→ Your goal
Pick the lines holding the string "bundled" out of the records and copy them.

→ Stored items

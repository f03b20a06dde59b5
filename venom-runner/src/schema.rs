// Copyright (c) The venom-explorer Contributors
// SPDX-License-Identifier: MIT OR Apache-2.0

//! JSON schemas for test suites and custom executors.
//!
//! Schema resolution happens in two steps, each keyed by a schema identity URI:
//!
//! 1. [`SchemaComposer::resolve`] maps a resource path to the identity URI of the schema that
//!    applies to it, if any.
//! 2. [`SchemaComposer::content`] maps an identity URI to the schema document.
//!
//! The test suite schema is composed per workspace: each custom executor of the workspace adds
//! one branch to the step union and one step definition.

use crate::{
    config::TestSuiteMatcher,
    errors::{DisplayErrorChain, SchemaLoadError, SchemaUriParseError},
    helpers::is_inside_dir,
    workspace::{CustomExecutorDefinition, WorkspaceContext, WorkspaceState},
};
use camino::{Utf8Path, Utf8PathBuf};
use serde_json::{Map, Value, json};
use std::{borrow::Cow, collections::HashSet, fmt};
use tracing::{debug, info, warn};
use url::form_urlencoded;

/// The scheme of test suite schema identity URIs.
pub const TEST_SUITE_SCHEME: &str = "VSCODE_VENOM_TEST_SUITE_SCHEMA";

/// The scheme of custom executor schema identity URIs.
pub const CUSTOM_EXECUTOR_SCHEME: &str = "VSCODE_VENOM_CUSTOM_EXECUTOR_SCHEMA";

const WORKSPACE_PARAM: &str = "workspace";
const CUSTOM_EXECUTOR_PREFIX: &str = "custom_executor_";

/// Step properties every custom executor step accepts, on top of its inputs.
const STEP_PROPERTIES: &[&str] = &[
    "info",
    "assertions",
    "skip",
    "vars",
    "retry",
    "retry_if",
    "delay",
    "timeout",
    "range",
];

/// The kinds of schemas that can be resolved.
#[derive(Clone, Copy, Debug, PartialEq, Eq, Hash)]
pub enum SchemaKind {
    /// The schema of test suite files.
    TestSuite,
    /// The schema of custom executor files.
    CustomExecutor,
}

impl SchemaKind {
    /// All schema kinds, in resolution order.
    pub const ALL: [Self; 2] = [Self::TestSuite, Self::CustomExecutor];

    /// Returns the scheme of identity URIs for this kind.
    pub fn scheme(self) -> &'static str {
        match self {
            Self::TestSuite => TEST_SUITE_SCHEME,
            Self::CustomExecutor => CUSTOM_EXECUTOR_SCHEME,
        }
    }

    /// Returns the file name of the base schema for this kind.
    pub fn file_name(self) -> &'static str {
        match self {
            Self::TestSuite => "venom.schema.json",
            Self::CustomExecutor => "venom-custom-executor.schema.json",
        }
    }

    /// Returns the kind matching `scheme`, if any.
    pub fn from_scheme(scheme: &str) -> Option<Self> {
        Self::ALL.into_iter().find(|kind| kind.scheme() == scheme)
    }

    fn embedded(self) -> &'static str {
        match self {
            Self::TestSuite => include_str!("../schema/venom.schema.json"),
            Self::CustomExecutor => include_str!("../schema/venom-custom-executor.schema.json"),
        }
    }
}

/// A parsed schema identity URI: `<scheme>://schema/<file name>[?workspace=<root>]`.
#[derive(Clone, Debug, PartialEq, Eq)]
pub struct SchemaUri {
    scheme: String,
    path: String,
    workspace: Option<Utf8PathBuf>,
}

impl SchemaUri {
    /// Creates the identity URI of a schema kind.
    pub fn new(kind: SchemaKind, workspace: Option<&Utf8Path>) -> Self {
        Self {
            scheme: kind.scheme().to_owned(),
            path: format!("schema/{}", kind.file_name()),
            workspace: workspace.map(ToOwned::to_owned),
        }
    }

    /// Parses an identity URI.
    ///
    /// Unknown schemes are accepted: [`Self::kind`] returns `None` for them.
    pub fn parse(uri: &str) -> Result<Self, SchemaUriParseError> {
        let (scheme, rest) = uri
            .split_once("://")
            .filter(|(scheme, _)| !scheme.is_empty())
            .ok_or_else(|| SchemaUriParseError::new(uri))?;
        let (path, query) = match rest.split_once('?') {
            Some((path, query)) => (path, Some(query)),
            None => (rest, None),
        };

        // The first value wins if the parameter is repeated.
        let workspace = query.and_then(|query| {
            form_urlencoded::parse(query.as_bytes())
                .find(|(key, _)| key == WORKSPACE_PARAM)
                .map(|(_, value)| Utf8PathBuf::from(value.into_owned()))
        });

        Ok(Self {
            scheme: scheme.to_owned(),
            path: path.to_owned(),
            workspace,
        })
    }

    /// Returns the kind of schema this URI identifies, if its scheme is known.
    pub fn kind(&self) -> Option<SchemaKind> {
        SchemaKind::from_scheme(&self.scheme)
    }

    /// Returns the scheme.
    pub fn scheme(&self) -> &str {
        &self.scheme
    }

    /// Returns the path part of the URI.
    pub fn path(&self) -> &str {
        &self.path
    }

    /// Returns the decoded `workspace` query parameter, if present.
    pub fn workspace(&self) -> Option<&Utf8Path> {
        self.workspace.as_deref()
    }
}

impl fmt::Display for SchemaUri {
    fn fmt(&self, f: &mut fmt::Formatter<'_>) -> fmt::Result {
        write!(f, "{}://{}", self.scheme, self.path)?;
        if let Some(workspace) = &self.workspace {
            let encoded: String = form_urlencoded::byte_serialize(workspace.as_str().as_bytes())
                .collect();
            write!(f, "?{WORKSPACE_PARAM}={encoded}")?;
        }
        Ok(())
    }
}

/// The base schema documents.
#[derive(Clone, Debug)]
pub struct BaseSchemas {
    test_suite: Cow<'static, str>,
    custom_executor: Cow<'static, str>,
}

impl BaseSchemas {
    /// Returns the schemas bundled with this crate.
    pub fn embedded() -> Self {
        Self {
            test_suite: Cow::Borrowed(SchemaKind::TestSuite.embedded()),
            custom_executor: Cow::Borrowed(SchemaKind::CustomExecutor.embedded()),
        }
    }

    /// Loads the schemas from `dir`, falling back to the bundled schemas.
    ///
    /// A schema that can't be read from `dir` is logged and replaced by its bundled version.
    pub fn load(dir: Option<&Utf8Path>) -> Self {
        let mut schemas = Self::embedded();
        let Some(dir) = dir else {
            return schemas;
        };

        for kind in SchemaKind::ALL {
            match Self::read(dir, kind) {
                Ok(text) => {
                    info!("loaded {} from {dir}", kind.file_name());
                    *schemas.slot_mut(kind) = Cow::Owned(text);
                }
                Err(err) => {
                    warn!("{}, using the bundled schema", DisplayErrorChain::new(&err));
                }
            }
        }
        schemas
    }

    fn read(dir: &Utf8Path, kind: SchemaKind) -> Result<String, SchemaLoadError> {
        let path = dir.join(kind.file_name());
        std::fs::read_to_string(&path).map_err(|err| SchemaLoadError::new(path, err))
    }

    /// Returns the base schema of `kind`.
    pub fn get(&self, kind: SchemaKind) -> &str {
        match kind {
            SchemaKind::TestSuite => &self.test_suite,
            SchemaKind::CustomExecutor => &self.custom_executor,
        }
    }

    fn slot_mut(&mut self, kind: SchemaKind) -> &mut Cow<'static, str> {
        match kind {
            SchemaKind::TestSuite => &mut self.test_suite,
            SchemaKind::CustomExecutor => &mut self.custom_executor,
        }
    }
}

impl Default for BaseSchemas {
    fn default() -> Self {
        Self::embedded()
    }
}

/// Answers schema requests for the files of open workspaces.
#[derive(Clone, Copy, Debug)]
pub struct SchemaComposer<'a> {
    base: &'a BaseSchemas,
    context: &'a WorkspaceContext,
    test_suite_matcher: &'a TestSuiteMatcher,
}

impl<'a> SchemaComposer<'a> {
    /// Creates a new composer.
    pub fn new(
        base: &'a BaseSchemas,
        context: &'a WorkspaceContext,
        test_suite_matcher: &'a TestSuiteMatcher,
    ) -> Self {
        Self {
            base,
            context,
            test_suite_matcher,
        }
    }

    /// Returns the identity URI of the first schema kind that applies to `resource`.
    pub fn resolve_any(&self, resource: &Utf8Path) -> Option<SchemaUri> {
        SchemaKind::ALL
            .into_iter()
            .find_map(|kind| self.resolve(kind, resource))
    }

    /// Returns the identity URI of the `kind` schema if it applies to `resource`.
    ///
    /// * Test suite files resolve to the test suite schema, parameterized by their workspace.
    /// * Files inside the library directory of their workspace resolve to the custom executor
    ///   schema.
    pub fn resolve(&self, kind: SchemaKind, resource: &Utf8Path) -> Option<SchemaUri> {
        debug!("schema request for {resource}");
        let workspace = self.context.owning_workspace(resource);
        match kind {
            SchemaKind::TestSuite => self
                .context
                .is_test_suite(self.test_suite_matcher, resource)
                .then(|| SchemaUri::new(kind, workspace.map(WorkspaceState::root))),
            SchemaKind::CustomExecutor => {
                let lib_dir = workspace?.lib_dir();
                is_inside_dir(resource, &lib_dir).then(|| SchemaUri::new(kind, None))
            }
        }
    }

    /// Returns the schema document identified by `uri`.
    ///
    /// Returns `Ok(None)` if the scheme is not one of this composer's.
    pub fn content(&self, uri: &str) -> Result<Option<Cow<'a, str>>, SchemaUriParseError> {
        let uri = SchemaUri::parse(uri)?;
        let Some(kind) = uri.kind() else {
            debug!("ignoring schema content request for unknown scheme `{}`", uri.scheme());
            return Ok(None);
        };
        debug!("schema content request for {uri}");

        let base = self.base.get(kind);
        if kind == SchemaKind::CustomExecutor {
            return Ok(Some(Cow::Borrowed(base)));
        }

        let Some(workspace) = uri.workspace().and_then(|root| self.context.get(root)) else {
            return Ok(Some(Cow::Borrowed(base)));
        };
        if workspace.custom_executors().len() == 0 {
            return Ok(Some(Cow::Borrowed(base)));
        }

        match compose_test_suite_schema(base, workspace.custom_executors()) {
            Ok(composed) => Ok(Some(Cow::Owned(composed))),
            Err(reason) => {
                warn!(
                    "cannot add custom executors of {} to the test suite schema: {reason}",
                    workspace.root()
                );
                Ok(Some(Cow::Borrowed(base)))
            }
        }
    }
}

/// Adds a step definition per custom executor to the test suite schema `base`.
///
/// Executors are added in iteration order. If two executors share a name, the first one wins.
fn compose_test_suite_schema<'e>(
    base: &str,
    executors: impl IntoIterator<Item = &'e CustomExecutorDefinition>,
) -> Result<String, String> {
    let mut schema: Value =
        serde_json::from_str(base).map_err(|err| format!("base schema is invalid: {err}"))?;
    let definitions = schema
        .get_mut("definitions")
        .and_then(Value::as_object_mut)
        .ok_or("base schema has no `definitions` object")?;

    let mut seen = HashSet::new();
    let mut new_definitions = Vec::new();
    for executor in executors {
        if !seen.insert(executor.executor.as_str()) {
            warn!(
                "custom executor `{}` is declared more than once, ignoring duplicate",
                executor.executor
            );
            continue;
        }
        debug!("adding custom executor `{}` to the test suite schema", executor.executor);
        new_definitions.push((
            format!("{CUSTOM_EXECUTOR_PREFIX}{}", executor.executor),
            custom_executor_definition(executor),
        ));
    }

    let one_of = definitions
        .get_mut("step")
        .and_then(|step| step.get_mut("oneOf"))
        .and_then(Value::as_array_mut)
        .ok_or("base schema has no `definitions.step.oneOf` array")?;
    for (name, _) in &new_definitions {
        one_of.push(json!({ "$ref": format!("#/definitions/{name}") }));
    }
    for (name, definition) in new_definitions {
        definitions.insert(name, definition);
    }

    serde_json::to_string(&schema).map_err(|err| format!("cannot serialize schema: {err}"))
}

fn custom_executor_definition(executor: &CustomExecutorDefinition) -> Value {
    let mut properties = Map::new();
    for property in STEP_PROPERTIES {
        properties.insert((*property).to_owned(), Value::Bool(true));
    }
    properties.insert(
        "type".to_owned(),
        json!({ "type": "string", "const": executor.executor }),
    );
    for key in executor.input.keys() {
        properties.insert(key.clone(), json!({ "type": "string" }));
    }

    json!({
        "type": "object",
        "allOf": [{ "$ref": "#/definitions/step_base" }],
        "additionalProperties": false,
        "properties": properties,
    })
}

→ Exercise answer
    /// Returns the schemas bundled with this crate.
    /// Loads the schemas from `dir`, falling back to the bundled schemas.
    /// A schema that can't be read from `dir` is logged and replaced by its bundled version.
                    warn!("{}, using the bundled schema", DisplayErrorChain::new(&err));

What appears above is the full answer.